TASK OBJECTIVE
Scan the records below for the line containing "assert_eq!(args.https_port, 3443);" and the line containing "assert!(args.ssl_cert.is_none());". Copy both, plus every line between, exactly.

[Stored items]

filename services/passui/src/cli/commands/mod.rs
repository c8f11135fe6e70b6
pub mod logging;

use clap::{
    Arg, ColorChoice, Command,
    builder::styling::{AnsiColor, Effects, Styles},
};

#[must_use]
pub fn new() -> Command {
    let styles = Styles::styled()
        .header(AnsiColor::Yellow.on_default() | Effects::BOLD)
        .usage(AnsiColor::Green.on_default() | Effects::BOLD)
        .literal(AnsiColor::Blue.on_default() | Effects::BOLD)
        .placeholder(AnsiColor::Green.on_default());

    let long_version: &'static str = Box::leak(
        format!("{} - {}", env!("CARGO_PKG_VERSION"), crate::GIT_COMMIT_HASH).into_boxed_str(),
    );

    let command = Command::new("passui")
        .about(env!("CARGO_PKG_DESCRIPTION"))
        .version(env!("CARGO_PKG_VERSION"))
        .long_version(long_version)
        .color(ColorChoice::Auto)
        .styles(styles)
        .arg(
            Arg::new("port")
                .short('p')
                .long("port")
                .help("HTTP port to listen on (redirects when HTTPS is enabled)")
                .default_value("3001")
                .env("PORT")
                .value_parser(clap::value_parser!(u16)),
        )
        .arg(
            Arg::new("https-port")
                .long("https-port")
                .help("HTTPS port to listen on when certificates are available")
                .default_value("3443")
                .env("HTTPS_PORT")
                .value_parser(clap::value_parser!(u16)),
        )
        .arg(
            Arg::new("thunder-api")
                .long("thunder-api")
                .help("Base URL of the Thunder identity API")
                .default_value("https://localhost:8090")
                .env("THUNDER_API"),
        )
        .arg(
            Arg::new("config")
                .long("config")
                .help("Silver configuration file used for domain discovery")
                .default_value("/etc/silver/silver.yaml")
                .env("SILVER_CONFIG"),
        )
        .arg(
            Arg::new("domain")
                .long("domain")
                .help("Mail domain (default: first domain from the Silver configuration)")
                .env("DOMAIN"),
        )
        .arg(
            Arg::new("ssl-cert")
                .long("ssl-cert")
                .help("Path to the TLS certificate chain (PEM); discovered when unset")
                .env("SSL_CERT")
                .requires("ssl-key"),
        )
        .arg(
            Arg::new("ssl-key")
                .long("ssl-key")
                .help("Path to the TLS private key (PEM); discovered when unset")
                .env("SSL_KEY")
                .requires("ssl-cert"),
        )
        .arg(
            Arg::new("assets")
                .long("assets")
                .help("Directory holding the password change UI static assets")
                .default_value("frontend")
                .env("PASSUI_ASSETS"),
        );

    logging::with_args(command)
}

#[cfg(test)]
mod tests {
    use super::*;

    #[test]
    fn test_new() {
        let command = new();

        assert_eq!(command.get_name(), "passui");
        assert_eq!(
            command.get_about().map(ToString::to_string),
            Some(env!("CARGO_PKG_DESCRIPTION").to_string())
        );
        assert_eq!(
            command.get_version().map(ToString::to_string),
            Some(env!("CARGO_PKG_VERSION").to_string())
        );
    }

    #[test]
    fn test_defaults() {
        temp_env::with_vars(
            [
                ("PORT", None::<&str>),
                ("HTTPS_PORT", None),
                ("THUNDER_API", None),
                ("SILVER_CONFIG", None),
                ("DOMAIN", None),
            ],
            || {
                let matches = new().get_matches_from(vec!["passui"]);

                assert_eq!(matches.get_one::<u16>("port").copied(), Some(3001));
                assert_eq!(matches.get_one::<u16>("https-port").copied(), Some(3443));
                assert_eq!(
                    matches.get_one::<String>("thunder-api").cloned(),
                    Some("https://localhost:8090".to_string())
                );
                assert_eq!(
                    matches.get_one::<String>("config").cloned(),
                    Some("/etc/silver/silver.yaml".to_string())
                );
                assert_eq!(matches.get_one::<String>("domain"), None);
            },
        );
    }

    #[test]
    fn test_check_env() {
        temp_env::with_vars(
            [
                ("PORT", Some("8081")),
                ("HTTPS_PORT", Some("8443")),
                ("THUNDER_API", Some("https://thunder.tld:8090")),
                ("SILVER_CONFIG", Some("/tmp/silver.yaml")),
                ("DOMAIN", Some("example.com")),
                ("SSL_CERT", Some("/tmp/fullchain.pem")),
                ("SSL_KEY", Some("/tmp/privkey.pem")),
                ("PASSUI_LOG_LEVEL", Some("info")),
            ],
            || {
                let matches = new().get_matches_from(vec!["passui"]);

                assert_eq!(matches.get_one::<u16>("port").copied(), Some(8081));
                assert_eq!(matches.get_one::<u16>("https-port").copied(), Some(8443));
                assert_eq!(
                    matches.get_one::<String>("thunder-api").cloned(),
                    Some("https://thunder.tld:8090".to_string())
                );
                assert_eq!(
                    matches.get_one::<String>("domain").cloned(),
                    Some("example.com".to_string())
                );
                assert_eq!(
                    matches.get_one::<String>("ssl-cert").cloned(),
                    Some("/tmp/fullchain.pem".to_string())
                );
                assert_eq!(matches.get_one::<u8>("verbosity").copied(), Some(2));
            },
        );
    }

    #[test]
    fn test_ssl_cert_requires_key() {
        temp_env::with_vars([("SSL_CERT", None::<&str>), ("SSL_KEY", None)], || {
            let result = new().try_get_matches_from(vec![
                "passui",
                "--ssl-cert",
                "/tmp/fullchain.pem",
            ]);
            assert_eq!(
                result.map_err(|e| e.kind()),
                Err(clap::error::ErrorKind::MissingRequiredArgument)
            );
        });
    }

    #[test]
    fn test_check_log_level_verbosity() {
        let levels = ["error", "warn", "info", "debug", "trace"];
        for (index, _) in levels.iter().enumerate() {
            temp_env::with_vars([("PASSUI_LOG_LEVEL", None::<String>)], || {
                let mut args = vec!["passui".to_string()];

                // Add the appropriate number of "-v" flags based on the index
                if index > 0 {
                    let v = format!("-{}", "v".repeat(index));
                    args.push(v);
                }

                let matches = new().get_matches_from(args);

                assert_eq!(
                    matches.get_one::<u8>("verbosity").copied(),
                    u8::try_from(index).ok()
                );
            });
        }
    }
}
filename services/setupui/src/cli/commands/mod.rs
pub mod logging;

use clap::{
    Arg, ColorChoice, Command,
    builder::styling::{AnsiColor, Effects, Styles},
};

#[must_use]
pub fn new() -> Command {
    let styles = Styles::styled()
        .header(AnsiColor::Yellow.on_default() | Effects::BOLD)
        .usage(AnsiColor::Green.on_default() | Effects::BOLD)
        .literal(AnsiColor::Blue.on_default() | Effects::BOLD)
        .placeholder(AnsiColor::Green.on_default());

    let long_version: &'static str = Box::leak(
        format!("{} - {}", env!("CARGO_PKG_VERSION"), crate::GIT_COMMIT_HASH).into_boxed_str(),
    );

    let command = Command::new("setupui")
        .about(env!("CARGO_PKG_DESCRIPTION"))
        .version(env!("CARGO_PKG_VERSION"))
        .long_version(long_version)
        .color(ColorChoice::Auto)
        .styles(styles)
        .arg(
            Arg::new("port")
                .short('p')
                .long("port")
                .help("HTTP port to listen on")
                .default_value("3001")
                .env("HTTP_PORT")
                .value_parser(clap::value_parser!(u16)),
        )
        .arg(
            Arg::new("mail-domain")
                .long("mail-domain")
                .help("Mail domain reported by the status endpoint")
                .env("MAIL_DOMAIN"),
        )
        .arg(
            Arg::new("scripts-dir")
                .long("scripts-dir")
                .help("Directory holding init.sh and add_user.sh")
                .default_value("..")
                .env("SETUPUI_SCRIPTS_DIR"),
        )
        .arg(
            Arg::new("state-dir")
                .long("state-dir")
                .help("Directory checked for the .env markers left by provisioning")
                .default_value("..")
                .env("SETUPUI_STATE_DIR"),
        )
        .arg(
            Arg::new("assets")
                .long("assets")
                .help("Directory holding the setup UI static assets")
                .default_value("public")
                .env("SETUPUI_ASSETS"),
        );

    logging::with_args(command)
}
pub mod health;
pub mod setup;
pub mod status;
pub mod users;

use crate::provision::{ScriptOutcome, ScriptOutput};
use axum::{
    http::StatusCode,
    response::{IntoResponse, Json, Response},
};
use serde_json::{Value, json};

/// Blank line for absent optional answers so the script prompt still advances.
pub(crate) fn optional_answer(value: Option<&Value>) -> String {
    match value {
        None | Some(Value::Null) => String::new(),
        Some(Value::String(text)) => text.clone(),
        Some(other) => other.to_string(),
    }
}

/// Map a script outcome to the HTTP envelope shared by both provisioning
/// endpoints: exit 0 -> 200, non-zero -> 500 with both streams, timeout -> 408.
pub(crate) fn script_response(
    outcome: &ScriptOutcome,
    success_message: &str,
    failure_error: &str,
    timeout_error: &str,
) -> Response {
    match outcome {
        ScriptOutcome::Completed(output) if output.success() => (
            StatusCode::OK,
            Json(json!({
                "success": true,
                "message": success_message,
                "output": output.stdout,
            })),
        )
            .into_response(),
        ScriptOutcome::Completed(ScriptOutput {
            code,
            stdout,
            stderr,
        }) => (
            StatusCode::INTERNAL_SERVER_ERROR,
            Json(json!({
                "error": failure_error,
                "code": code,
                "output": stdout,
                "errorOutput": stderr,
            })),
        )
            .into_response(),
        ScriptOutcome::TimedOut => (
            StatusCode::REQUEST_TIMEOUT,
            Json(json!({"error": timeout_error})),
        )
            .into_response(),
    }
}
use crate::{
    thunder::ThunderClient,
    userdb::{MailboxAddress, UserStore},
};
use axum::{
    Extension,
    body::Bytes,
    extract::Path,
    http::{HeaderMap, Method, StatusCode, header::AUTHORIZATION},
    response::{IntoResponse, Json, Response},
};
use serde_json::{Map, Value, json};
use std::sync::Arc;
use tracing::error;

// Thunder path whose success means the user rotated their password.
const UPDATE_CREDENTIALS_PATH: &str = "users/me/update-credentials";

/// Relay a browser request to the Thunder identity API.
///
/// The UI is served same-origin; this proxy exists so the browser never has to
/// negotiate CORS (or trust the mail host's self-signed certificate) with
/// Thunder directly. Status codes and JSON bodies pass through untouched, with
/// one side effect: a successful credential update marks the mailbox as
/// password-initialized in the user store.
pub async fn thunder(
    Extension(client): Extension<Arc<ThunderClient>>,
    Extension(store): Extension<Arc<UserStore>>,
    method: Method,
    Path(path): Path<String>,
    headers: HeaderMap,
    body: Bytes,
) -> Response {
    let request_body: Option<Value> = if body.is_empty() {
        None
    } else {
        match serde_json::from_slice(&body) {
            Ok(value) => Some(value),
            Err(_) => {
                return (
                    StatusCode::BAD_REQUEST,
                    Json(json!({"error": "Invalid JSON body"})),
                )
                    .into_response();
            }
        }
    };

    // GET requests carry no body upstream; everything else always sends JSON,
    // an absent body becoming `{}` so Thunder sees a parseable document.
    let upstream_body = if method == Method::GET {
        None
    } else {
        Some(
            request_body
                .clone()
                .unwrap_or_else(|| Value::Object(Map::new())),
        )
    };

    let upstream = match client
        .forward(
            method,
            &path,
            headers.get(AUTHORIZATION),
            upstream_body.as_ref(),
        )
        .await
    {
        Ok(response) => response,
        Err(err) => {
            error!("Proxy error: {err:#}");
            return proxy_failure(&err);
        }
    };

    let status = StatusCode::from_u16(upstream.status().as_u16())
        .unwrap_or(StatusCode::BAD_GATEWAY);

    // 204 No Content or empty responses
    if status == StatusCode::NO_CONTENT || upstream.content_length() == Some(0) {
        finish_credential_update(&store, &path, status, request_body.as_ref()).await;
        return empty_upstream_response(status);
    }

    let bytes = match upstream.bytes().await {
        Ok(bytes) => bytes,
        Err(err) => {
            error!("Proxy error: {err}");
            return proxy_failure(&anyhow::Error::from(err));
        }
    };

    if bytes.is_empty() {
        finish_credential_update(&store, &path, status, request_body.as_ref()).await;
        return empty_upstream_response(status);
    }

    let data: Value = match serde_json::from_slice(&bytes) {
        Ok(value) => value,
        Err(err) => {
            error!("Proxy error: invalid JSON from upstream: {err}");
            return proxy_failure(&anyhow::Error::from(err));
        }
    };

    finish_credential_update(&store, &path, status, request_body.as_ref()).await;

    (status, Json(data)).into_response()
}

fn empty_upstream_response(status: StatusCode) -> Response {
    if status == StatusCode::NO_CONTENT {
        // A 204 must not carry a body.
        return status.into_response();
    }

    (
        status,
        Json(json!({
            "success": true,
            "message": "Operation completed successfully"
        })),
    )
        .into_response()
}

fn proxy_failure(err: &anyhow::Error) -> Response {
    (
        StatusCode::INTERNAL_SERVER_ERROR,
        Json(json!({
            "error": "Proxy request failed",
            "message": err.to_string(),
        })),
    )
        .into_response()
}

/// Mark the mailbox password-initialized after a successful credential update.
///
/// Failures are logged and never surfaced: the password change itself already
/// succeeded upstream.
async fn finish_credential_update(
    store: &UserStore,
    path: &str,
    status: StatusCode,
    request_body: Option<&Value>,
) {
    if path.trim_start_matches('/') != UPDATE_CREDENTIALS_PATH || !status.is_success() {
        return;
    }

    let Some(email) = request_body
        .and_then(|body| body.get("email"))
        .and_then(Value::as_str)
    else {
        return;
    };

    let Some(mailbox) = MailboxAddress::parse(email) else {
        error!("Update password_initialized skipped: invalid email");
        return;
    };

    if let Err(err) = store.mark_password_initialized(&mailbox).await {
        error!("Update password_initialized failed: {err}");
    }
}
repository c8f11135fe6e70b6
use anyhow::Result;
use setupui::cli;

// Main function
#[tokio::main]
async fn main() -> Result<()> {
    let action = cli::start()?;

    let result = action.execute().await;

    cli::telemetry::shutdown_tracer();

    result
}
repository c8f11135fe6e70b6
use axum::response::{IntoResponse, Json};
use chrono::{SecondsFormat, Utc};
use serde::{Deserialize, Serialize};
use utoipa::ToSchema;

#[derive(ToSchema, Serialize, Deserialize, Debug)]
pub struct Health {
    status: String,
    timestamp: String,
}

#[utoipa::path(
    get,
    path= "/api/health",
    responses (
        (status = 200, description = "Service is up", body = Health)
    ),
    tag = "health",
)]
/// Report process liveness with the current server time.
pub async fn health() -> impl IntoResponse {
    Json(Health {
        status: "OK".to_string(),
        timestamp: Utc::now().to_rfc3339_opts(SecondsFormat::Millis, true),
    })
}
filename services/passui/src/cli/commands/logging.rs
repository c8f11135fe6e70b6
use clap::{Arg, Command, builder::ValueParser};

pub const ARG_VERBOSITY: &str = "verbosity";

#[must_use]
pub fn validator_log_level() -> ValueParser {
    ValueParser::from(move |level: &str| -> std::result::Result<u8, String> {
        if let Ok(parsed) = level.parse::<u8>() {
            // Successfully parsed as a number
            if parsed <= 5 {
                return Ok(parsed);
            }
        }

        match level.to_lowercase().as_str() {
            "error" => Ok(0),
            "warn" => Ok(1),
            "info" => Ok(2),
            "debug" => Ok(3),
            "trace" => Ok(4),
            _ => Err("invalid log level".to_string()),
        }
    })
}

#[must_use]
pub fn with_args(command: Command) -> Command {
    command.arg(
        Arg::new(ARG_VERBOSITY)
            .short('v')
            .long("verbose")
            .help("Verbosity level: ERROR, WARN, INFO, DEBUG, TRACE (default: ERROR)")
            .env("PASSUI_LOG_LEVEL")
            .global(true)
            .action(clap::ArgAction::Count)
            .value_parser(validator_log_level()),
    )
}
use crate::cli::actions::{Action, server::Args};
use anyhow::{Context, Result};
use std::path::PathBuf;

/// # Errors
/// Returns an error if required arguments are missing or inconsistent.
pub fn handler(matches: &clap::ArgMatches) -> Result<Action> {
    let port = matches.get_one::<u16>("port").copied().unwrap_or(3001);
    let https_port = matches
        .get_one::<u16>("https-port")
        .copied()
        .unwrap_or(3443);

    let thunder_api = matches
        .get_one::<String>("thunder-api")
        .cloned()
        .context("missing required argument: --thunder-api")?;

    let config = matches
        .get_one::<String>("config")
        .map(PathBuf::from)
        .context("missing required argument: --config")?;

    let domain = matches.get_one::<String>("domain").cloned();
    let ssl_cert = matches.get_one::<String>("ssl-cert").map(PathBuf::from);
    let ssl_key = matches.get_one::<String>("ssl-key").map(PathBuf::from);

    let assets = matches
        .get_one::<String>("assets")
        .map(PathBuf::from)
        .unwrap_or_else(|| PathBuf::from("frontend"));

    Ok(Action::Server(Args {
        port,
        https_port,
        thunder_api,
        config,
        domain,
        ssl_cert,
        ssl_key,
        assets,
    }))
}

#[cfg(test)]
mod tests {
    use super::*;
    use crate::cli::commands;

    #[test]
    fn handler_builds_server_args() {
        temp_env::with_vars(
            [
                ("PORT", None::<&str>),
                ("HTTPS_PORT", None),
                ("THUNDER_API", None),
                ("SILVER_CONFIG", None),
                ("DOMAIN", None),
                ("SSL_CERT", None),
                ("SSL_KEY", None),
            ],
            || {
                let matches = commands::new().get_matches_from(vec![
                    "passui",
                    "--domain",
                    "example.com",
                    "--thunder-api",
                    "https://thunder.local:8090",
                ]);

                let Action::Server(args) = handler(&matches).expect("handler failed");
                assert_eq!(args.port, 3001);
                assert_eq!(args.https_port, 3443);
                assert_eq!(args.thunder_api, "https://thunder.local:8090");
                assert_eq!(args.domain.as_deref(), Some("example.com"));
                assert_eq!(args.config, PathBuf::from("/etc/silver/silver.yaml"));
                assert!(args.ssl_cert.is_none());
                assert!(args.ssl_key.is_none());
                assert_eq!(args.assets, PathBuf::from("frontend"));
            },
        );
    }
}
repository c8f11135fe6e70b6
pub mod server;

// Internal "interpreter" for `Action`.
// We keep the match in a separate module so `mod.rs` stays small as more actions are added.
mod run;

#[derive(Debug)]
pub enum Action {
    Server(server::Args),
}

impl Action {
    /// Execute the action.
    /// # Errors
    /// Returns an error if the action fails.
    pub async fn execute(self) -> anyhow::Result<()> {
        run::execute(self).await
    }
}
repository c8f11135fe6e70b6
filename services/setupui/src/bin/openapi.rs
use anyhow::Result;
use setupui::api;

/// Print the OpenAPI document for the setupui HTTP API.
fn main() -> Result<()> {
    println!("{}", api::openapi().to_pretty_json()?);

    Ok(())
}
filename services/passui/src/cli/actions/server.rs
use crate::{api, config, thunder::ThunderClient, tls, userdb::UserStore};
use anyhow::Result;
use std::{path::PathBuf, sync::Arc};
use tracing::{info, warn};

#[derive(Debug)]
pub struct Args {
    pub port: u16,
    pub https_port: u16,
    pub thunder_api: String,
    pub config: PathBuf,
    pub domain: Option<String>,
    pub ssl_cert: Option<PathBuf>,
    pub ssl_key: Option<PathBuf>,
    pub assets: PathBuf,
}

/// Execute the server action.
/// # Errors
/// Returns an error if TLS material cannot be loaded or the server fails to start.
pub async fn execute(args: Args) -> Result<()> {
    let domain = args
        .domain
        .clone()
        .or_else(|| config::domain_from_config(&args.config))
        .unwrap_or_else(|| "localhost".to_string());

    let roots = tls::DiscoveryRoots::default();
    let explicit = match (args.ssl_cert.clone(), args.ssl_key.clone()) {
        (Some(cert), Some(key)) => Some(tls::CertPaths::new(cert, key)),
        _ => None,
    };
    let cert_paths = tls::discover(&domain, explicit, &roots);

    log_startup_args(&args, &domain, cert_paths.as_ref());

    if cert_paths.is_none() {
        warn!(
            "TLS certificates not found for {domain}, serving plain HTTP on port {}",
            args.port
        );
    }

    let thunder = Arc::new(ThunderClient::new(&args.thunder_api)?);
    let store = Arc::new(UserStore::default());

    api::new(api::ServerOptions {
        port: args.port,
        https_port: args.https_port,
        assets: args.assets,
        cert_paths,
        thunder,
        store,
    })
    .await
}

fn log_startup_args(args: &Args, domain: &str, cert_paths: Option<&tls::CertPaths>) {
    let (cert, key) = cert_paths.map_or(("none".to_string(), "none".to_string()), |paths| {
        (
            paths.cert_path().display().to_string(),
            paths.key_path().display().to_string(),
        )
    });

    let entries = [
        ("http_port", args.port.to_string()),
        ("https_port", args.https_port.to_string()),
        ("thunder_api", args.thunder_api.clone()),
        ("config", args.config.display().to_string()),
        ("domain", domain.to_string()),
        ("ssl_cert", cert),
        ("ssl_key", key),
        ("assets", args.assets.display().to_string()),
    ];

    let max_key_len = entries.iter().map(|(key, _)| key.len()).max().unwrap_or(0);
    let mut message = format!(
        "passui {} - {}\n\nStartup configuration:",
        env!("CARGO_PKG_VERSION"),
        short_commit(crate::GIT_COMMIT_HASH)
    );
    for (key, value) in entries {
        let padding = " ".repeat(max_key_len.saturating_sub(key.len()));
        let _ =
            std::fmt::Write::write_fmt(&mut message, format_args!("\n  {key}:{padding} {value}"));
    }
    info!("{message}");
}

fn short_commit(hash: &str) -> String {
    let trimmed = hash.trim();
    if trimmed.len() > 7 {
        trimmed[..7].to_string()
    } else {
        trimmed.to_string()
    }
}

ANSWER FOR THIS EXERCISE
                assert_eq!(args.https_port, 3443);
                assert_eq!(args.thunder_api, "https://thunder.local:8090");
                assert_eq!(args.domain.as_deref(), Some("example.com"));
                assert_eq!(args.config, PathBuf::from("/etc/silver/silver.yaml"));
                assert!(args.ssl_cert.is_none());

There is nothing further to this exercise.